AEW Premieres Its Second TV Show Tonight, as Rumors Swirl about CM Punk and Daniel Bryan Joining the Company
Photo: AEW Women's World champion Britt Baker, courtesy of All Elite Wrestling
When All Elite Wrestling’s second weekly program, AEW Rampage, debuts on TNT at 10 p.m. ET tonight, it’ll give the burgeoning wrestling promotion a third weekly hour on TV. The extra time is needed at this point, as the young company has continued to add new talent throughout the pandemic. While the wrestling industry’s dominant company, WWE, has been shedding employees on a monthly basis, AEW has provided steady work to unsigned wrestlers on its two weekly YouTube shows, provided national TV exposure for top indie stars like Wheeler Yuta and Daniel Garcia, and even signed some of WWE’s former talent, from mostly retired veterans like Paul “Big Show” Wight and Mark Henry, to in-their-prime stars like Andrade and Malakai (“Aleister”) Black. And if the gossip is true, two of the biggest wrestling stars of the last decade will both be entering AEW in the next few weeks, with CM Punk and Bryan “Daniel Bryan” Danielson rumored to be on their way in. AEW is clearly in a major expansion mode, and it’ll need more than two hours of TV time a week to effectively use all that talent.
That’s true even if Punk and Danielson don’t wind up arriving in AEW. AEW’s massive roster is full of promising young stars who need more time in the ring and on TV to properly develop. And the entire women’s roster suffers from a lack of TV exposure; Dynamite typically has one women’s match a week, with only one or two other segments per episode devoted to the division. As such, the women rarely have more than one major storyline at any given moment; hopefully AEW will address this inexcusable oversight with its second weekly show and focus more on the women’s division. The fact that the first episode of Rampage is being headlined by a women’s match, with the Women’s World champion Britt Baker defending her title against the rising star Red Velvet, is a promising sign.
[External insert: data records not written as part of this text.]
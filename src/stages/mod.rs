//! Built-in stages.

pub mod collector;
pub mod constants;
#[cfg(feature = "io-csv")]
pub mod csv_output;
pub mod csv_input;
pub mod generator;

pub use collector::{CollectedRows, RowCollector};
pub use constants::{AddConstants, ConstantField, ConstantsConfig};
#[cfg(feature = "io-csv")]
pub use csv_output::{CsvOutput, CsvOutputConfig};
pub use csv_input::{CsvInput, CsvInputConfig};
pub use generator::RowsInput;
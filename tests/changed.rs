//! Tests for change flags and wiring notifications.

use parking_lot::Mutex;
use rowpipe::changed::ChangeFlag;
use rowpipe::pipeline::{Pipeline, PipelineEvent};
use rowpipe::stages::RowCollector;
use std::sync::Arc;

#[test]
fn test_notify_is_noop_unless_changed() {
    let flag: ChangeFlag<u32> = ChangeFlag::new();
    let calls = Arc::new(Mutex::new(Vec::new()));
    let sink = Arc::clone(&calls);
    flag.add_listener(move |v| sink.lock().push(*v));

    flag.notify(&1);
    assert!(calls.lock().is_empty());

    flag.set_changed();
    assert!(flag.has_changed());
    flag.notify(&2);
    assert!(!flag.has_changed());
    flag.notify(&3);
    assert_eq!(*calls.lock(), vec![2]);
}

#[test]
fn test_listeners_run_most_recent_first() {
    let flag: ChangeFlag<()> = ChangeFlag::new();
    let order = Arc::new(Mutex::new(Vec::new()));
    for name in ["first", "second", "third"] {
        let order = Arc::clone(&order);
        flag.add_listener(move |_| order.lock().push(name));
    }
    flag.set_changed();
    flag.notify(&());
    assert_eq!(*order.lock(), vec!["third", "second", "first"]);
}

#[test]
fn test_remove_listener() {
    let flag: ChangeFlag<()> = ChangeFlag::new();
    let hits = Arc::new(Mutex::new(0));
    let h = Arc::clone(&hits);
    let id = flag.add_listener(move |_| *h.lock() += 1);
    assert_eq!(flag.listener_count(), 1);

    assert!(flag.remove_listener(id));
    assert!(!flag.remove_listener(id));
    flag.set_changed_to(true);
    flag.notify(&());
    assert_eq!(*hits.lock(), 0);

    flag.set_changed();
    flag.clear_changed();
    assert!(!flag.has_changed());
}

#[test]
fn test_listener_may_register_listeners() {
    let flag: Arc<ChangeFlag<()>> = Arc::new(ChangeFlag::new());
    let inner = Arc::clone(&flag);
    flag.add_listener(move |_| {
        inner.add_listener(|_| {});
    });
    flag.set_changed();
    flag.notify(&());
    assert_eq!(flag.listener_count(), 2);
}

#[test]
fn test_pipeline_announces_wiring_changes() -> anyhow::Result<()> {
    let mut p = Pipeline::default();
    let events = Arc::new(Mutex::new(Vec::new()));
    let sink = Arc::clone(&events);
    p.on_change(move |e| sink.lock().push(e.clone()));

    let a = p.add_stage("a", Box::new(RowCollector::new().0))?;
    let b = p.add_stage("b", Box::new(RowCollector::new().0))?;
    p.connect(a, b)?;

    assert_eq!(
        *events.lock(),
        vec![
            PipelineEvent::StageAdded { id: a, name: "a".into() },
            PipelineEvent::StageAdded { id: b, name: "b".into() },
            PipelineEvent::Connected { from: a, to: b },
        ]
    );
    Ok(())
}
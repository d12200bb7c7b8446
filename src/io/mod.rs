pub mod compression;
pub mod glob;
//! Delimited text output stage.
//!
//! Writes every incoming row to a file through the `csv` crate, compressing by
//! extension (`.gz`, `.zst`) when the codec feature is enabled, and passes the
//! row on to any downstream stage.

use crate::io::compression::{OutputStream, create_output};
use crate::row::RowShape;
use crate::stage::{Stage, StageContext, StageStatus};
use anyhow::{Context, Result, bail};
use csv::{QuoteStyle, Writer, WriterBuilder};
use serde::{Deserialize, Serialize};
use std::path::PathBuf;

/// Settings of a [`CsvOutput`] stage.
#[derive(Clone, Debug, PartialEq, Eq, Serialize, Deserialize)]
#[serde(default)]
pub struct CsvOutputConfig {
    pub path: PathBuf,
    /// Single-byte field separator.
    pub delimiter: String,
    /// Single-byte quote; empty disables quoting.
    pub enclosure: String,
    /// Write field names as the first record.
    pub header: bool,
}

impl Default for CsvOutputConfig {
    fn default() -> Self {
        Self {
            path: PathBuf::new(),
            delimiter: ";".to_string(),
            enclosure: "\"".to_string(),
            header: true,
        }
    }
}

fn single_byte(what: &str, token: &str) -> Result<u8> {
    match token.as_bytes() {
        [b] if b.is_ascii() => Ok(*b),
        _ => bail!("{what} must be a single ASCII character, got {token:?}"),
    }
}

/// Sink stage writing rows as delimited text.
pub struct CsvOutput {
    config: CsvOutputConfig,
    writer: Option<Writer<OutputStream>>,
}

impl CsvOutput {
    pub fn new(config: CsvOutputConfig) -> Self {
        Self {
            config,
            writer: None,
        }
    }
}

impl Stage for CsvOutput {
    fn init(&mut self, input: &RowShape) -> Result<RowShape> {
        let delimiter = single_byte("delimiter", &self.config.delimiter)?;
        let mut builder = WriterBuilder::new();
        builder.has_headers(false).delimiter(delimiter);
        if self.config.enclosure.is_empty() {
            builder.quote_style(QuoteStyle::Never);
        } else {
            builder.quote(single_byte("enclosure", &self.config.enclosure)?);
        }

        let path = &self.config.path;
        let mut writer = builder.from_writer(create_output(path)?);
        if self.config.header {
            writer
                .write_record(input.names())
                .with_context(|| format!("write header to {}", path.display()))?;
        }
        self.writer = Some(writer);
        Ok(input.clone())
    }

    fn process(&mut self, ctx: &mut StageContext) -> Result<StageStatus> {
        let Some(row) = ctx.get_row()? else {
            return Ok(StageStatus::Finished);
        };
        let Some(writer) = self.writer.as_mut() else {
            bail!("output {} used before init", self.config.path.display());
        };
        writer
            .write_record(row.iter().map(ToString::to_string))
            .with_context(|| format!("write row to {}", self.config.path.display()))?;
        ctx.metrics().add_written(1);
        ctx.put_row(row)?;
        Ok(StageStatus::Continue)
    }

    fn dispose(&mut self, _ctx: &mut StageContext) -> Result<()> {
        if let Some(mut writer) = self.writer.take() {
            writer
                .flush()
                .with_context(|| format!("flush {}", self.config.path.display()))?;
        }
        Ok(())
    }
}
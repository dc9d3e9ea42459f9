use thiserror::Error;

/// Everything a store or the API client can fail with.
#[derive(Debug, Error)]
pub enum CrmError {
    /// Input rejected before any request went out.
    #[error("validation failed: {0}")]
    Validation(String),

    /// The server refused a uniqueness constraint (HTTP 409).
    #[error("conflict: {0}")]
    Conflict(String),

    /// Any other non-success status, with the raw response body.
    #[error("HTTP {status}: {body}")]
    Request { status: u16, body: String },

    /// Missing or rejected credential. The session has already been cleared.
    #[error("not authenticated: {0}")]
    Auth(String),

    #[error("transport error: {0}")]
    Transport(#[from] reqwest::Error),

    #[error("unexpected response body: {0}")]
    Decode(#[from] serde_json::Error),

    #[error("server returned no body where one was expected")]
    EmptyResponse,

    #[error("invalid configuration: {0}")]
    Config(String),
}

impl CrmError {
    pub fn validation(msg: impl Into<String>) -> Self {
        Self::Validation(msg.into())
    }

    /// True for errors that mean the user has to log in again.
    pub fn is_auth(&self) -> bool {
        matches!(self, Self::Auth(_))
    }
}

pub type Result<T> = std::result::Result<T, CrmError>;
use std::fs;
use std::path::{Path, PathBuf};
use std::sync::Arc;
use std::time::Duration;

use directories::ProjectDirs;
use log::warn;
use serde::{Deserialize, Serialize};

use crate::api::client::ApiClient;
use crate::api::session::Session;
use crate::error::{CrmError, Result};
use crate::stores::category::CategoryStore;
use crate::stores::contact::{ContactStore, ContactSyncMode, ContactView};
use crate::stores::job::JobStore;
use crate::stores::template::TemplateStore;

pub const API_URL_ENV: &str = "PROPERTY_CRM_API_URL";

#[derive(Debug, Clone, Serialize, Deserialize, Default, PartialEq)]
pub struct AppState {
    #[serde(default)]
    pub base_url: String,
    #[serde(default)]
    pub token: Option<String>,
    #[serde(default)]
    pub contact_sync: ContactSyncMode,
    #[serde(default)]
    pub timeout_secs: Option<u64>,
}

impl AppState {
    pub fn new() -> Self {
        Self::default()
    }

    pub fn config_path() -> Option<PathBuf> {
        let proj = ProjectDirs::from("com", "example", "PropertyCRM")?;
        Some(proj.config_dir().join("config.toml"))
    }

    /// Reads the config file if there is one, then applies the environment.
    /// A broken file is reported and replaced by defaults.
    pub fn load() -> Self {
        let mut state = match Self::config_path() {
            Some(path) => Self::load_from(&path).unwrap_or_else(|e| {
                warn!("ignoring {}: {}", path.display(), e);
                Self::new()
            }),
            None => Self::new(),
        };
        if let Ok(url) = std::env::var(API_URL_ENV) {
            state.base_url = url;
        }
        state
    }

    /// A missing file is not an error.
    pub fn load_from(path: &Path) -> Result<Self> {
        match fs::read_to_string(path) {
            Ok(text) => toml::from_str(&text).map_err(|e| CrmError::Config(e.to_string())),
            Err(e) if e.kind() == std::io::ErrorKind::NotFound => Ok(Self::new()),
            Err(e) => Err(CrmError::Config(e.to_string())),
        }
    }

    pub fn save(&self) -> Result<()> {
        let path = Self::config_path()
            .ok_or_else(|| CrmError::Config("no config directory on this platform".into()))?;
        self.save_to(&path)
    }

    pub fn save_to(&self, path: &Path) -> Result<()> {
        if let Some(parent) = path.parent() {
            fs::create_dir_all(parent).map_err(|e| CrmError::Config(e.to_string()))?;
        }
        let text = toml::to_string_pretty(self).map_err(|e| CrmError::Config(e.to_string()))?;
        fs::write(path, text).map_err(|e| CrmError::Config(e.to_string()))
    }

    pub fn is_authenticated(&self) -> bool {
        self.token.as_deref().is_some_and(|t| !t.is_empty())
    }
}

/// All stores over one shared client and session.
pub struct Crm {
    api: Arc<ApiClient>,
    pub categories: Arc<CategoryStore>,
    pub contacts: Arc<ContactStore>,
    pub templates: TemplateStore,
    pub jobs: JobStore,
}

impl Crm {
    pub fn new(api: ApiClient, mode: ContactSyncMode) -> Self {
        let api = Arc::new(api);
        let categories = Arc::new(CategoryStore::new(Arc::clone(&api)));
        let contacts = Arc::new(ContactStore::new(
            Arc::clone(&api),
            Arc::clone(&categories),
            mode,
        ));
        Self {
            templates: TemplateStore::new(Arc::clone(&api)),
            jobs: JobStore::new(Arc::clone(&api)),
            categories,
            contacts,
            api,
        }
    }

    pub fn from_state(state: &AppState) -> Result<Self> {
        if state.base_url.trim().is_empty() {
            return Err(CrmError::Config(format!(
                "no API url configured, set {API_URL_ENV} or pass --api-url"
            )));
        }
        let api = ApiClient::with_timeout(
            &state.base_url,
            Session::new(state.token.clone()),
            state.timeout_secs.map(Duration::from_secs),
        )?;
        Ok(Self::new(api, state.contact_sync))
    }

    pub fn api(&self) -> &ApiClient {
        &self.api
    }

    pub fn session(&self) -> &Session {
        self.api.session()
    }

    pub fn contact_view(&self) -> ContactView {
        ContactView::new(Arc::clone(&self.contacts))
    }
}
For TNT, giving AEW more time is a no-brainer. AEW Dynamite is a reliable hit on Wednesday nights, regularly ranking as one of the highest rated shows during its time slot, and often challenging WWE’s more established shows in the key 18-49 demographic. Its audience can’t match the overall viewership for WWE’s Raw or Smackdown, and AEW has nowhere near WWE’s brand awareness, but what TNT is paying for AEW programming is a fraction of what NBC Universal and Fox pay for WWE’s shows. Going by the ratings, either AEW is underpaid or WWE has been overvalued by its TV and streaming partners; it’ll be fascinating to see how negotiations for both company’s TV rights go as current deals expire over the next few years—especially if AEW is able to sign both Punk and Danielson.